Each line that includes the word "headers" should be copied from the records.

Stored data
::::::::::
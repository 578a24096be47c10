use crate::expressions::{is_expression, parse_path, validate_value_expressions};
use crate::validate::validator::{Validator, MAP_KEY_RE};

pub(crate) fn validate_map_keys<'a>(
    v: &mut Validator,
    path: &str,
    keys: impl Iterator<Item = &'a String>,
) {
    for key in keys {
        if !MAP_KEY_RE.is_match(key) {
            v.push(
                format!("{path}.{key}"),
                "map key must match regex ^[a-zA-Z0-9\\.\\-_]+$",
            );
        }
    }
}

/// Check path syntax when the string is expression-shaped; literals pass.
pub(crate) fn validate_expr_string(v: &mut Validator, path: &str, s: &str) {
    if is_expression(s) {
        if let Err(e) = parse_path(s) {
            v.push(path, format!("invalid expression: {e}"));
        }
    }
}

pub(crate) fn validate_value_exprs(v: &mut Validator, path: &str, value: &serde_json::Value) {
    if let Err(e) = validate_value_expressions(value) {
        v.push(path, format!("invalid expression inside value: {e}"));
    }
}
::::::::::
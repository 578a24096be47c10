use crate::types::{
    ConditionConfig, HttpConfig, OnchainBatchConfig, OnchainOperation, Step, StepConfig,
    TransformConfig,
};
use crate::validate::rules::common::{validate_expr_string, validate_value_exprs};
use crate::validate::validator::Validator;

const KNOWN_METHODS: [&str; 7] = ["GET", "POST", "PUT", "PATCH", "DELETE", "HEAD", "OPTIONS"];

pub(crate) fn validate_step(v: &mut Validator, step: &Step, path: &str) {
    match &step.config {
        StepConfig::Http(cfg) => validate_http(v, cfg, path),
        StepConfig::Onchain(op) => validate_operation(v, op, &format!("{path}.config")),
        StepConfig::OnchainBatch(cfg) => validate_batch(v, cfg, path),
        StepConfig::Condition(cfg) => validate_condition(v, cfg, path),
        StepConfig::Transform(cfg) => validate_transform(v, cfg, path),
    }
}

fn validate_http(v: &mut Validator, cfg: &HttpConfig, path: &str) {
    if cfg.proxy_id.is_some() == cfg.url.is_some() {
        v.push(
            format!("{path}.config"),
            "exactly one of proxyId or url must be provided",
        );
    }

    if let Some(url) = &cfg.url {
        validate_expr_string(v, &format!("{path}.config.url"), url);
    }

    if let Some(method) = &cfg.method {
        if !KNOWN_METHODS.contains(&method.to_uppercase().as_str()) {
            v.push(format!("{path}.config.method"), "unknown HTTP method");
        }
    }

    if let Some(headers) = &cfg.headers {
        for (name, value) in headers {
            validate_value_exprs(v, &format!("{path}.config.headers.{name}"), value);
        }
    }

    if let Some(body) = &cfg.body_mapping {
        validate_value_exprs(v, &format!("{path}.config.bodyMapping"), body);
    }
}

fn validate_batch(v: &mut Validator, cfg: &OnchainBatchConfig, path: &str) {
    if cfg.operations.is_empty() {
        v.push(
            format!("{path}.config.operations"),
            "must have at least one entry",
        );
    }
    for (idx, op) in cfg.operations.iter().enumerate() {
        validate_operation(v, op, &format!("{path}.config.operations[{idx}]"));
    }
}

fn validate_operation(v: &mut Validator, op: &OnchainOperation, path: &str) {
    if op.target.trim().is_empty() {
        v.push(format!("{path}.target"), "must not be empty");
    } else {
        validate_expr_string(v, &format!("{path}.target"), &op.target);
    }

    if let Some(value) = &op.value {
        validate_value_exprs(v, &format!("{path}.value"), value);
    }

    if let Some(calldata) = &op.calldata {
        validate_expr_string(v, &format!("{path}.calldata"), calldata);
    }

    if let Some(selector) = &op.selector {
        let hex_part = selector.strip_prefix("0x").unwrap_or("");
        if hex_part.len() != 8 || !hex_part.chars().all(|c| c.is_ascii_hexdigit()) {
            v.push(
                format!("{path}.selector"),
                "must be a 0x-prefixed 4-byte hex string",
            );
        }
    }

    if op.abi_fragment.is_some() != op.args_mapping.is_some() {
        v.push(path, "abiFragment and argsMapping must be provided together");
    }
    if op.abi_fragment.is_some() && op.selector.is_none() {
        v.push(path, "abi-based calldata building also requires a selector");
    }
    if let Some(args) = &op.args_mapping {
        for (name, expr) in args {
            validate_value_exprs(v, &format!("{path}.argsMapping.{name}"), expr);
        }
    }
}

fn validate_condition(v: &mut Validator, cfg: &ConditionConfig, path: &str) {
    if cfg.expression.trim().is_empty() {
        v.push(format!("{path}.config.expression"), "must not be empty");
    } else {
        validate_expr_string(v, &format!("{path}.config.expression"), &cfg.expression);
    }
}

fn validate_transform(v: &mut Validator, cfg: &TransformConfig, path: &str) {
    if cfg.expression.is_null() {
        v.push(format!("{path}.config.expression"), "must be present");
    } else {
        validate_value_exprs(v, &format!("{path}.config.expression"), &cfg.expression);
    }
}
::::::::::
**REPLY**
    if let Some(headers) = &cfg.headers {
        for (name, value) in headers {
            validate_value_exprs(v, &format!("{path}.config.headers.{name}"), value);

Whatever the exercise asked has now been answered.